----- EXTRACTED DATA -----
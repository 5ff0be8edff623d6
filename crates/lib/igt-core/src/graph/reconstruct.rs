use std::collections::HashSet;

use igt_store::models::{MorphemeNode, WordNode};
use igt_store::tree::{
    Document,
    Gloss,
    GlossKind,
    GlossTarget,
    Morpheme,
    MorphemeType,
    Phrase,
    Section,
    TargetKind,
    Word,
    non_empty,
};

use super::{DocumentRecords, GraphWarning};

/// A rebuilt document tree plus whatever was skipped on the way.
#[derive(Debug, Clone)]
pub struct Reconstruction {
    pub document: Document,
    pub warnings: Vec<GraphWarning>,
}

/// Rebuilds the document tree from ordered records.
///
/// Orders are renumbered from zero. Languages missing on a row are taken from
/// the enclosing scope, and the stored punctuation flag is trusted: glosses
/// aimed at a punctuation word are dropped with a warning.
#[must_use]
pub fn reconstruct(records: DocumentRecords) -> Reconstruction {
    let mut warnings = records.warnings.clone();
    let text = &records.text;
    let default_language = clean(text.language_code.as_ref());
    let mut present = HashSet::new();
    let mut punctuation = HashSet::new();

    let sections = records
        .sections
        .iter()
        .zip(0_u32..)
        .map(|(section_row, section_order)| {
            let phrases = records
                .phrases_of(&section_row.key)
                .iter()
                .zip(0_u32..)
                .map(|(phrase_row, phrase_order)| {
                    let language = clean(phrase_row.language.as_ref()).or_else(|| default_language.clone());
                    let words = records
                        .words_of(&phrase_row.key)
                        .iter()
                        .map(|word_row| {
                            let word = rebuild_word(&records, word_row, language.as_ref(), &mut warnings);
                            if word.is_punctuation {
                                punctuation.insert(word.id.clone());
                            } else {
                                present.insert((TargetKind::Word, word.id.clone()));
                            }
                            for morpheme in &word.morphemes {
                                present.insert((TargetKind::Morpheme, morpheme.id.clone()));
                            }
                            word
                        })
                        .collect();
                    present.insert((TargetKind::Phrase, phrase_row.key.clone()));
                    Phrase {
                        id: phrase_row.key.clone(),
                        order: phrase_order,
                        segment_number: clean(phrase_row.segnum.as_ref()),
                        surface_text: clean(phrase_row.surface_text.as_ref()),
                        language,
                        words,
                    }
                })
                .collect();
            Section {
                id: section_row.key.clone(),
                order: section_order,
                phrases,
            }
        })
        .collect();

    let mut glosses = Vec::with_capacity(records.glosses.len());
    for record in &records.glosses {
        let node = &record.node;
        let Some(target_kind) = TargetKind::parse(&node.target_kind) else {
            warnings.push(GraphWarning::new(
                &node.key,
                format!("unknown gloss target kind '{}'", node.target_kind),
            ));
            continue;
        };
        if target_kind == TargetKind::Word && punctuation.contains(&record.target_key) {
            warnings.push(GraphWarning::new(
                &node.key,
                "gloss targets a punctuation word, dropping it",
            ));
            continue;
        }
        if !present.contains(&(target_kind, record.target_key.clone())) {
            warnings.push(GraphWarning::new(
                &node.key,
                "gloss target is not reachable from the document",
            ));
            continue;
        }
        let Some(text) = non_empty(&node.text) else {
            warnings.push(GraphWarning::new(&node.key, "gloss text is empty"));
            continue;
        };
        let kind = GlossKind::parse(&node.kind).unwrap_or_else(|| {
            warnings.push(GraphWarning::new(
                &node.key,
                format!("unknown gloss kind '{}', using 'free'", node.kind),
            ));
            GlossKind::Free
        });
        glosses.push(Gloss {
            id: node.key.clone(),
            target: GlossTarget {
                kind: target_kind,
                id: record.target_key.clone(),
            },
            kind,
            text,
            language: clean(node.language.as_ref()),
        });
    }

    Reconstruction {
        document: Document {
            id: text.key.clone(),
            title: clean(text.title.as_ref()),
            source: clean(text.source.as_ref()),
            comment: clean(text.comment.as_ref()),
            default_language,
            sections,
            glosses,
        },
        warnings,
    }
}

fn rebuild_word(
    records: &DocumentRecords,
    row: &WordNode,
    phrase_language: Option<&String>,
    warnings: &mut Vec<GraphWarning>,
) -> Word {
    let language = clean(row.language.as_ref()).or_else(|| phrase_language.cloned());
    let morpheme_rows = records.morphemes_of(&row.key);

    if row.is_punctuation {
        if !morpheme_rows.is_empty() {
            warnings.push(GraphWarning::new(
                &row.key,
                "punctuation word has morphemes, dropping them",
            ));
        }
        return Word {
            guid: clean(row.guid.as_ref()),
            ..Word::punctuation(row.key.clone(), row.surface_form.clone(), language)
        };
    }

    let morphemes = morpheme_rows
        .iter()
        .map(|morpheme_row| rebuild_morpheme(morpheme_row, language.as_ref(), warnings))
        .collect();

    Word {
        id: row.key.clone(),
        guid: clean(row.guid.as_ref()),
        surface_form: row.surface_form.clone(),
        gloss: clean(row.gloss.as_ref()),
        gloss_language: clean(row.gloss_language.as_ref()),
        part_of_speech: clean(row.pos.as_ref()),
        language,
        is_punctuation: false,
        morphemes,
    }
}

fn rebuild_morpheme(
    row: &MorphemeNode,
    word_language: Option<&String>,
    warnings: &mut Vec<GraphWarning>,
) -> Morpheme {
    let morph_type = row.morph_type.parse().unwrap_or_else(|_| {
        warnings.push(GraphWarning::new(
            &row.key,
            format!("unknown morpheme type '{}', using '{}'", row.morph_type, MorphemeType::Stem),
        ));
        MorphemeType::Stem
    });
    Morpheme {
        id: row.key.clone(),
        guid: clean(row.guid.as_ref()),
        morph_type,
        surface_form: row.surface_form.clone(),
        citation_form: clean(row.citation_form.as_ref()),
        gloss: clean(row.gloss.as_ref()),
        gloss_language: clean(row.gloss_language.as_ref()),
        msa: clean(row.msa.as_ref()),
        language: clean(row.language.as_ref()).or_else(|| word_language.cloned()),
    }
}

fn clean(value: Option<&String>) -> Option<String> {
    value.and_then(|value| non_empty(value))
}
-----
Total lines with "from" in the records above: report that figure alone.

3